By Parach Mach
JUBA, South Sudan (AA) – As South Sudan’s leaders urged the cancellation of a planned war crimes tribunal in favor of a peace and reconciliation process, some said failure to hold the guilty accountable would be an affront to justice as well as jeopardize peace.
In a Tuesday New York Times op-ed titled, “South Sudan Needs Truth, Not Trials,” both President Salva Kiir and his former foe, First Vice President Riek Machar, warned that war crimes trials carry the risk of destabilizing efforts to unite the country.
“In contrast to reconciliation, disciplinary justice – even if delivered under international law — would destabilize efforts to unite our nation by keeping alive anger and hatred among the people of South Sudan,” they wrote.
“We call on the international community, and the United States and Britain in particular, to reconsider … support for a planned international tribunal, the Hybrid Court for South Sudan. We call on them instead to commit to global backing for a mediated peace, truth and reconciliation process,” they added.
“We intend to create a national truth and reconciliation commission modeled on those of South Africa and Northern Ireland.

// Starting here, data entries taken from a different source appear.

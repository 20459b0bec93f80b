use async_trait::async_trait;
use std::collections::HashMap;
use std::sync::{Arc, Mutex};
use thiserror::Error;

/// Errors surfaced by storage adapters.
#[derive(Debug, Error)]
#[non_exhaustive]
pub enum StorageError {
    #[error("connection error: {0}")]
    Connection(String),

    #[error("serialization error: {0}")]
    Serialization(String),
}

/// One key and its encoded value, as written by `KeyValueStore::set_many`.
pub type Entry = (String, Vec<u8>);

/// Byte-oriented key-value contract used for quiz statistics.
///
/// Values are opaque; callers choose the encoding.
#[async_trait]
pub trait KeyValueStore: Send + Sync {
    /// Fetch the value stored under `key`.
    ///
    /// # Errors
    ///
    /// Returns `StorageError` if the backend cannot be read.
    async fn get(&self, key: &str) -> Result<Option<Vec<u8>>, StorageError>;

    /// Store `value` under `key`, replacing any previous value.
    ///
    /// # Errors
    ///
    /// Returns `StorageError` if the value cannot be stored.
    async fn set(&self, key: &str, value: &[u8]) -> Result<(), StorageError>;

    /// Store every entry in one transaction: either all are written or none.
    ///
    /// # Errors
    ///
    /// Returns `StorageError` if the batch cannot be stored.
    async fn set_many(&self, entries: &[Entry]) -> Result<(), StorageError>;
}

/// Simple in-memory store for tests and throwaway sessions.
#[derive(Clone, Default)]
pub struct InMemoryStore {
    values: Arc<Mutex<HashMap<String, Vec<u8>>>>,
}

impl InMemoryStore {
    #[must_use]
    pub fn new() -> Self {
        Self {
            values: Arc::new(Mutex::new(HashMap::new())),
        }
    }
}

#[async_trait]
impl KeyValueStore for InMemoryStore {
    async fn get(&self, key: &str) -> Result<Option<Vec<u8>>, StorageError> {
        let guard = self
            .values
            .lock()
            .map_err(|e| StorageError::Connection(e.to_string()))?;
        Ok(guard.get(key).cloned())
    }

    async fn set(&self, key: &str, value: &[u8]) -> Result<(), StorageError> {
        let mut guard = self
            .values
            .lock()
            .map_err(|e| StorageError::Connection(e.to_string()))?;
        guard.insert(key.to_owned(), value.to_vec());
        Ok(())
    }

    async fn set_many(&self, entries: &[Entry]) -> Result<(), StorageError> {
        // A single lock acquisition keeps the batch atomic for readers.
        let mut guard = self
            .values
            .lock()
            .map_err(|e| StorageError::Connection(e.to_string()))?;
        for (key, value) in entries {
            guard.insert(key.clone(), value.clone());
        }
        Ok(())
    }
}

/// Storage handles behind trait objects for easy backend swapping.
#[derive(Clone)]
pub struct Storage {
    pub key_values: Arc<dyn KeyValueStore>,
}

impl Storage {
    #[must_use]
    pub fn in_memory() -> Self {
        let key_values: Arc<dyn KeyValueStore> = Arc::new(InMemoryStore::new());
        Self { key_values }
    }
}

#[cfg(test)]
mod tests {
    use super::*;

    #[tokio::test]
    async fn missing_key_reads_as_none() {
        let store = InMemoryStore::new();
        assert_eq!(store.get("best_game").await.unwrap(), None);
    }

    #[tokio::test]
    async fn set_overwrites_previous_value() {
        let store = InMemoryStore::new();
        store.set("games_count", b"1").await.unwrap();
        store.set("games_count", b"2").await.unwrap();
        assert_eq!(store.get("games_count").await.unwrap(), Some(b"2".to_vec()));
    }

    #[tokio::test]
    async fn set_many_writes_every_entry() {
        let store = InMemoryStore::new();
        store
            .set_many(&[
                ("correct".to_owned(), b"13".to_vec()),
                ("total".to_owned(), b"20".to_vec()),
            ])
            .await
            .unwrap();
        assert_eq!(store.get("correct").await.unwrap(), Some(b"13".to_vec()));
        assert_eq!(store.get("total").await.unwrap(), Some(b"20".to_vec()));
    }

    #[tokio::test]
    async fn clones_share_state() {
        let store = InMemoryStore::new();
        let other = store.clone();
        store.set("k", b"v").await.unwrap();
        assert_eq!(other.get("k").await.unwrap(), Some(b"v".to_vec()));
    }
}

This commission would have wide-ranging powers to investigate and interview the people of South Sudan from the poorest farmer to the most powerful politician to compile a true account of events during the war. Those who tell the truth about what they saw or did would be granted amnesty from prosecution even if they did not express remorse,” they wrote.

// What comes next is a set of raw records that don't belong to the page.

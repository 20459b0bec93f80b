//! Line-based prompts on stdin/stdout.

use anyhow::Result;
use tokio::io::{AsyncBufReadExt, AsyncWriteExt, BufReader, Lines, Stdin, Stdout};

pub struct Terminal {
    lines: Lines<BufReader<Stdin>>,
    out: Stdout,
}

impl Terminal {
    pub fn new() -> Self {
        Self {
            lines: BufReader::new(tokio::io::stdin()).lines(),
            out: tokio::io::stdout(),
        }
    }

    pub async fn say(&mut self, text: &str) -> Result<()> {
        self.out.write_all(text.as_bytes()).await?;
        self.out.write_all(b"\n").await?;
        self.out.flush().await?;
        Ok(())
    }

    /// Ask until the reply is yes or no. `None` on end of input or `q`.
    pub async fn yes_no(&mut self, prompt: &str) -> Result<Option<bool>> {
        loop {
            self.out.write_all(prompt.as_bytes()).await?;
            self.out.flush().await?;

            let Some(line) = self.lines.next_line().await? else {
                return Ok(None);
            };
            match parse_yes_no(&line) {
                Reply::Yes => return Ok(Some(true)),
                Reply::No => return Ok(Some(false)),
                Reply::Quit => return Ok(None),
                Reply::Unknown => self.say("Please answer y or n (q to quit).").await?,
            }
        }
    }
}

#[derive(Debug, PartialEq, Eq)]
enum Reply {
    Yes,
    No,
    Quit,
    Unknown,
}

fn parse_yes_no(line: &str) -> Reply {
    match line.trim().to_ascii_lowercase().as_str() {
        "y" | "yes" => Reply::Yes,
        "n" | "no" => Reply::No,
        "q" | "quit" => Reply::Quit,
        _ => Reply::Unknown,
    }
}
#![forbid(unsafe_code)]

pub mod app_services;
pub mod error;
pub mod questions;
pub mod quiz;
pub mod statistics_service;

pub use quiz_core::Clock;

pub use app_services::AppServices;
pub use error::{AppServicesError, QuestionSourceError, QuizError, StatisticsError};
pub use questions::{MovieQuestionSource, MovieSourceConfig, QuestionSource, StaticQuestionSource};
pub use quiz::{QuestionView, QuizEvent, QuizLoopService, RoundReport};
pub use statistics_service::StatisticsStore;
use std::sync::Arc;
use std::time::Duration;

use storage::repository::Storage;

use crate::Clock;
use crate::error::AppServicesError;
use crate::questions::QuestionSource;
use crate::quiz::{DEFAULT_ANSWER_DELAY, QuizLoopService};
use crate::statistics_service::StatisticsStore;

/// Assembles app-facing services over one storage backend.
#[derive(Clone)]
pub struct AppServices {
    clock: Clock,
    storage: Storage,
    answer_delay: Duration,
}

impl AppServices {
    /// Build services backed by `SQLite` storage.
    ///
    /// # Errors
    ///
    /// Returns `AppServicesError` if storage initialization fails.
    pub async fn new_sqlite(db_url: &str, clock: Clock) -> Result<Self, AppServicesError> {
        let storage = Storage::sqlite(db_url).await?;
        Ok(Self::new(clock, storage))
    }

    /// Build services over volatile in-memory storage.
    #[must_use]
    pub fn in_memory(clock: Clock) -> Self {
        Self::new(clock, Storage::in_memory())
    }

    #[must_use]
    pub fn new(clock: Clock, storage: Storage) -> Self {
        Self {
            clock,
            storage,
            answer_delay: DEFAULT_ANSWER_DELAY,
        }
    }

    #[must_use]
    pub fn with_answer_delay(mut self, answer_delay: Duration) -> Self {
        self.answer_delay = answer_delay;
        self
    }

    #[must_use]
    pub fn statistics(&self) -> StatisticsStore {
        StatisticsStore::new(self.clock, Arc::clone(&self.storage.key_values))
    }

    /// A quiz loop playing questions from `source`.
    #[must_use]
    pub fn quiz_loop(&self, source: Box<dyn QuestionSource>) -> QuizLoopService {
        QuizLoopService::new(source, self.statistics()).with_answer_delay(self.answer_delay)
    }
}
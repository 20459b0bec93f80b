//! End-of-round report text.

use std::fmt::Display;

use chrono::{DateTime, Local, TimeZone, Utc};

use crate::model::{RoundResult, StatisticsSnapshot};

/// Date format used for the best-game line.
pub const RECORD_DATE_FORMAT: &str = "%d.%m.%Y %H:%M";

/// Builds the four-line report shown after a round, with the record date in
/// local time.
///
/// ```text
/// Your result: 5/10
/// Quizzes played: 2
/// Record: 8/10 (14.11.2023 22:13)
/// Average accuracy: 65.00%
/// ```
#[must_use]
pub fn format_summary(last_round: &RoundResult, stats: &StatisticsSnapshot) -> String {
    format_summary_in(last_round, stats, &Local)
}

/// Same as [`format_summary`], rendering the record date in `tz`.
#[must_use]
pub fn format_summary_in<Tz>(
    last_round: &RoundResult,
    stats: &StatisticsSnapshot,
    tz: &Tz,
) -> String
where
    Tz: TimeZone,
    Tz::Offset: Display,
{
    let best = &stats.best_game;
    let best_date = format_record_date(best.achieved_at(), tz);
    format!(
        "Your result: {}/{}\nQuizzes played: {}\nRecord: {}/{} ({best_date})\nAverage accuracy: {:.2}%",
        last_round.correct(),
        last_round.total(),
        stats.games_count,
        best.correct(),
        best.total(),
        stats.total_accuracy() * 100.0,
    )
}

#[must_use]
pub fn format_record_date<Tz>(at: DateTime<Utc>, tz: &Tz) -> String
where
    Tz: TimeZone,
    Tz::Offset: Display,
{
    at.with_timezone(tz).format(RECORD_DATE_FORMAT).to_string()
}

#[cfg(test)]
mod tests {
    use super::*;
    use crate::model::GameRecord;
    use crate::time::fixed_now;
    use chrono::FixedOffset;

    #[test]
    fn renders_four_lines() {
        let stats = StatisticsSnapshot {
            total_correct: 13,
            total_answered: 20,
            games_count: 2,
            best_game: GameRecord::new(8, 10, fixed_now()),
        };
        let last = RoundResult::new(5, 10).unwrap();

        let text = format_summary_in(&last, &stats, &Utc);
        let lines: Vec<&str> = text.lines().collect();
        assert_eq!(
            lines,
            vec![
                "Your result: 5/10",
                "Quizzes played: 2",
                "Record: 8/10 (14.11.2023 22:13)",
                "Average accuracy: 65.00%",
            ]
        );
    }

    #[test]
    fn record_date_follows_the_given_zone() {
        let stats = StatisticsSnapshot {
            best_game: GameRecord::new(8, 10, fixed_now()),
            ..StatisticsSnapshot::default()
        };
        let last = RoundResult::new(8, 10).unwrap();
        let plus_three = FixedOffset::east_opt(3 * 3600).unwrap();

        let text = format_summary_in(&last, &stats, &plus_three);
        assert!(text.contains("Record: 8/10 (15.11.2023 01:13)"), "{text}");
    }

    #[test]
    fn default_summary_uses_local_time() {
        let stats = StatisticsSnapshot {
            best_game: GameRecord::new(8, 10, fixed_now()),
            ..StatisticsSnapshot::default()
        };
        let last = RoundResult::new(8, 10).unwrap();

        let local = format_record_date(fixed_now(), &Local);
        assert!(format_summary(&last, &stats).contains(&format!("Record: 8/10 ({local})")));
    }

    #[test]
    fn empty_stats_render_zero_record() {
        let last = RoundResult::new(0, 10).unwrap();
        let text = format_summary_in(&last, &StatisticsSnapshot::default(), &Utc);
        assert!(text.contains("Record: 0/0 (01.01.1970 00:00)"));
        assert!(text.ends_with("Average accuracy: 0.00%"));
    }
}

But other South Sudanese insist that accountability is critical to prevent future abuses.
“Failure to bring war criminals to book is an insult to the victims. Perpetuators will not know the consequences of their deeds and this will open a room for future violence,” Edmund Yakani Berizilious, head of the Community Empowerment for Progress Organization (CEPO), told Anadolu Agency.
Kuir Aguer Bior, a south Sudanese in Canada, also said justice and accountability are key, not optional, to peace, stability, and nation-building in South Sudan.
“[Kiir and Machar’s] claim that South Sudan can be united only through a peace and reconciliation process without justice and accountability, as done in South Africa and Northern Ireland through a truth and reconciliation process, is the clearest indication that both of you are — once again — putting your immunity ahead of South Sudanese unity,” Aguer wrote in an online blog.
He argued that accountability would be a step forward for justice in the nation and build trust among the South Sudanese population, deeply divided by the nearly two-year conflict.
The United Nations secretary-general has offered the African Union support to help set up a war crimes court. A UN panel of experts earlier this year named Machar and Kiir as people who fueled the war in South Sudan, saying they should be subject to a travel ban and asset freezes.
In same report, the UN panel said that Kiir bears “command responsibility” for forces that allegedly attacked civilians in Juba, Unity State, and elsewhere. Similarly, an African Union Commission of Inquiry concluded that killings of unarmed Nuer civilians in Juba in December 2013 were carried out “pursuant to or in furtherance of a state policy.”
War broke out in South Sudan in December 2013 when Kiir accused Machar of plotting a coup. Conflict started in the capital Juba and later spread across the country, taking on an ethnic dimension. Tens of thousands were killed and 2.4 million displaced from their homes, and another 6 million remain in need of humanitarian assistance.